Brief |
In the data below, find every line with the string "self" and pull it out.

Extracted records:
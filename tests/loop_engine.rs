//! End-to-end tests for the tool loop: guards, budgets, turn limits, and the
//! evolution retry, driven by a scripted provider.

mod common;

use std::sync::Arc;
use std::sync::atomic::Ordering;

use async_trait::async_trait;

use common::{CountingTool, Fallback, ScriptedProvider, text_response, tool_call_response};
use foreman::config::LoopConfig;
use foreman::engine::evolve::CapabilitySynthesizer;
use foreman::engine::{ToolCallDispatcher, ToolLoopEngine};
use foreman::events::EventSink;
use foreman::llm::{ChatMessage, LlmProvider, ToolCall};
use foreman::tools::policy::PolicyGate;
use foreman::tools::registry::ToolRegistry;
use foreman::tools::tool::{Tool, ToolContext};

fn history(instruction: &str) -> Vec<ChatMessage> {
    vec![
        ChatMessage::system("You are a test agent."),
        ChatMessage::user(instruction),
    ]
}

fn engine(
    provider: Arc<dyn LlmProvider>,
    registry: Arc<ToolRegistry>,
    cfg: LoopConfig,
) -> ToolLoopEngine {
    ToolLoopEngine::new(
        provider,
        registry,
        Arc::new(PolicyGate::default()),
        EventSink::default(),
        cfg,
    )
}

#[tokio::test]
async fn plain_text_answer_ends_loop_immediately() {
    let provider = Arc::new(ScriptedProvider::answering("forty-two"));
    let registry = Arc::new(ToolRegistry::new());

    let result = engine(provider.clone(), registry, LoopConfig::default())
        .run(history("what is the answer"), &ToolContext::default())
        .await
        .unwrap();

    assert_eq!(result, "forty-two");
    assert_eq!(provider.completions(), 1);
}

#[tokio::test]
async fn exact_repeat_guard_stops_loop() {
    let args = serde_json::json!({"query": "same thing"});
    let provider = Arc::new(
        ScriptedProvider::new(vec![
            tool_call_response("probe", args.clone()),
            tool_call_response("probe", args.clone()),
            tool_call_response("probe", args.clone()),
            tool_call_response("probe", args.clone()),
        ])
        .with_fallback(Fallback::Text("should never get here".into())),
    );

    let tool = CountingTool::primitive("probe");
    let executions = tool.counter();
    let registry = Arc::new(ToolRegistry::new());
    registry.register(Arc::new(tool)).await;

    let result = engine(provider, registry, LoopConfig::default())
        .run(history("do it"), &ToolContext::default())
        .await
        .unwrap();

    assert!(result.contains("repeated tool call"), "got: {result}");
    // Threshold 3: two identical calls execute, the third trips the guard.
    assert_eq!(executions.load(Ordering::SeqCst), 2);
}

#[tokio::test]
async fn semantic_repeat_guard_catches_near_duplicates() {
    let provider = Arc::new(
        ScriptedProvider::new(vec![
            tool_call_response("fetch", serde_json::json!({"url": "https://Example.com/Feed"})),
            tool_call_response("fetch", serde_json::json!({"url": "https://example.com/feed"})),
        ])
        .with_fallback(Fallback::Text("unreachable".into())),
    );

    let tool = CountingTool::primitive("fetch");
    let executions = tool.counter();
    let registry = Arc::new(ToolRegistry::new());
    registry.register(Arc::new(tool)).await;

    let result = engine(provider, registry, LoopConfig::default())
        .run(history("fetch the feed"), &ToolContext::default())
        .await
        .unwrap();

    assert!(result.contains("semantically duplicate"), "got: {result}");
    // Only the first surface-distinct variant actually ran.
    assert_eq!(executions.load(Ordering::SeqCst), 1);
    assert!(executions.load(Ordering::SeqCst) <= 2);
}

#[tokio::test]
async fn budget_exhaustion_withdraws_tool_and_still_answers() {
    // Six semantically distinct calls; the budget (5) trips on the sixth,
    // then the engine asks for a final synthesis with tools withdrawn.
    let mut script: Vec<_> = [
        "alpha topic",
        "bravo subject",
        "charlie matter",
        "delta item",
        "echo question",
        "foxtrot issue",
    ]
    .iter()
    .map(|q| tool_call_response("research", serde_json::json!({"query": q})))
    .collect();
    script.push(text_response("best effort from gathered context"));

    let provider = Arc::new(ScriptedProvider::new(script));
    let tool = CountingTool::extension("research");
    let executions = tool.counter();
    let registry = Arc::new(ToolRegistry::new());
    registry.register(Arc::new(tool)).await;

    let cfg = LoopConfig {
        max_turns: 20,
        ..Default::default()
    };
    let result = engine(provider, registry, cfg)
        .run(history("research everything"), &ToolContext::default())
        .await
        .unwrap();

    assert!(!result.trim().is_empty());
    assert_eq!(result, "best effort from gathered context");
    assert_eq!(executions.load(Ordering::SeqCst), 5);
}

#[tokio::test]
async fn turn_limit_preempts_a_model_that_never_stops() {
    let provider = Arc::new(ScriptedProvider::always_calling("step"));
    let tool = CountingTool::primitive("step");
    let executions = tool.counter();
    let registry = Arc::new(ToolRegistry::new());
    registry.register(Arc::new(tool)).await;

    let cfg = LoopConfig {
        max_turns: 3,
        ..Default::default()
    };
    let result = engine(provider.clone(), registry, cfg)
        .run(history("loop forever"), &ToolContext::default())
        .await
        .unwrap();

    assert!(result.contains('3'), "limit should be named: {result}");
    assert_eq!(executions.load(Ordering::SeqCst), 3);
    assert_eq!(provider.completions(), 3);
}

struct OneShotSynthesizer;

#[async_trait]
impl CapabilitySynthesizer for OneShotSynthesizer {
    async fn synthesize(&self, _instruction: &str) -> Option<Arc<dyn Tool>> {
        Some(Arc::new(CountingTool::extension("synthesized_capability")))
    }
}

#[tokio::test]
async fn turn_limit_with_auto_evolution_retries_once() {
    // Two burn turns, then the retried loop answers in text.
    let provider = Arc::new(
        ScriptedProvider::new(vec![
            tool_call_response("step", serde_json::json!({"step": "one"})),
            tool_call_response("step", serde_json::json!({"step": "two"})),
            text_response("evolved answer"),
        ])
        .with_fallback(Fallback::Text("fallback".into())),
    );

    let registry = Arc::new(ToolRegistry::new());
    registry.register(Arc::new(CountingTool::primitive("step"))).await;

    let cfg = LoopConfig {
        max_turns: 2,
        auto_evolution: true,
        ..Default::default()
    };
    let engine = engine(provider, registry.clone(), cfg)
        .with_synthesizer(Arc::new(OneShotSynthesizer));

    let result = engine
        .run(history("needs a new capability"), &ToolContext::default())
        .await
        .unwrap();

    assert_eq!(result, "evolved answer");
    assert!(registry.has("synthesized_capability").await);
}

#[tokio::test]
async fn terminal_tool_result_ends_loop() {
    let provider = Arc::new(
        ScriptedProvider::new(vec![tool_call_response(
            "finisher",
            serde_json::json!({"go": true}),
        )])
        .with_fallback(Fallback::Text("should not be asked again".into())),
    );

    struct FinisherTool;
    #[async_trait]
    impl Tool for FinisherTool {
        fn name(&self) -> &str {
            "finisher"
        }
        fn description(&self) -> &str {
            "ends the task"
        }
        fn parameters_schema(&self) -> serde_json::Value {
            serde_json::json!({"type": "object", "properties": {}})
        }
        async fn execute(
            &self,
            _args: serde_json::Value,
            _ctx: &ToolContext,
        ) -> Result<serde_json::Value, foreman::error::ToolError> {
            Ok(serde_json::json!({
                "ok": true,
                "text": "all wrapped up",
                "terminal": true,
                "task_outcome": "done"
            }))
        }
    }

    let registry = Arc::new(ToolRegistry::new());
    registry.register(Arc::new(FinisherTool)).await;

    let result = engine(provider.clone(), registry, LoopConfig::default())
        .run(history("finish it"), &ToolContext::default())
        .await
        .unwrap();

    assert_eq!(result, "all wrapped up");
    assert_eq!(provider.completions(), 1);
}

#[tokio::test]
async fn dispatcher_replans_invalid_extension_args() {
    // The replan turn returns corrected JSON, after which execution succeeds.
    let provider = Arc::new(ScriptedProvider::new(vec![text_response(
        r#"{"url": "https://example.com"}"#,
    )]));

    let tool = CountingTool::extension("fetch").with_schema(serde_json::json!({
        "type": "object",
        "properties": {"url": {"type": "string"}},
        "required": ["url"]
    }));
    let executions = tool.counter();
    let registry = Arc::new(ToolRegistry::new());
    registry.register(Arc::new(tool)).await;

    let dispatcher = ToolCallDispatcher::new(
        registry,
        Arc::new(PolicyGate::default()),
        provider,
        &LoopConfig::default(),
    );

    let call = ToolCall {
        id: "call_x".into(),
        name: "fetch".into(),
        arguments: serde_json::json!({"address": "https://example.com"}),
    };
    let result = dispatcher.execute(&call, &ToolContext::default()).await;

    assert!(result.ok, "replanned call should succeed: {result:?}");
    assert_eq!(executions.load(Ordering::SeqCst), 1);
}

#[tokio::test]
async fn dispatcher_reports_missing_fields_for_primitives() {
    let provider = Arc::new(ScriptedProvider::new(Vec::new()));
    let tool = CountingTool::primitive("writer").with_schema(serde_json::json!({
        "type": "object",
        "properties": {"path": {"type": "string"}, "content": {"type": "string"}},
        "required": ["path", "content"]
    }));
    let registry = Arc::new(ToolRegistry::new());
    registry.register(Arc::new(tool)).await;

    let dispatcher = ToolCallDispatcher::new(
        registry,
        Arc::new(PolicyGate::default()),
        provider.clone(),
        &LoopConfig::default(),
    );

    let call = ToolCall {
        id: "call_y".into(),
        name: "writer".into(),
        arguments: serde_json::json!({"path": "a.txt"}),
    };
    let result = dispatcher.execute(&call, &ToolContext::default()).await;

    assert!(!result.ok);
    assert_eq!(result.missing_fields, vec!["content".to_string()]);
    // Primitives never trigger the replanner.
    assert_eq!(provider.completions(), 0);
}

#[tokio::test]
async fn unknown_tool_fails_fast() {
    let provider = Arc::new(ScriptedProvider::new(Vec::new()));
    let dispatcher = ToolCallDispatcher::new(
        Arc::new(ToolRegistry::new()),
        Arc::new(PolicyGate::default()),
        provider,
        &LoopConfig::default(),
    );

    let call = ToolCall {
        id: "call_z".into(),
        name: "nonexistent".into(),
        arguments: serde_json::json!({}),
    };
    let result = dispatcher.execute(&call, &ToolContext::default()).await;
    assert!(!result.ok);
    assert!(result.message.unwrap().contains("not available"));
}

Problem solution |
    async fn synthesize(&self, _instruction: &str) -> Option<Arc<dyn Tool>> {
        fn name(&self) -> &str {
        fn description(&self) -> &str {
        fn parameters_schema(&self) -> serde_json::Value {
            &self,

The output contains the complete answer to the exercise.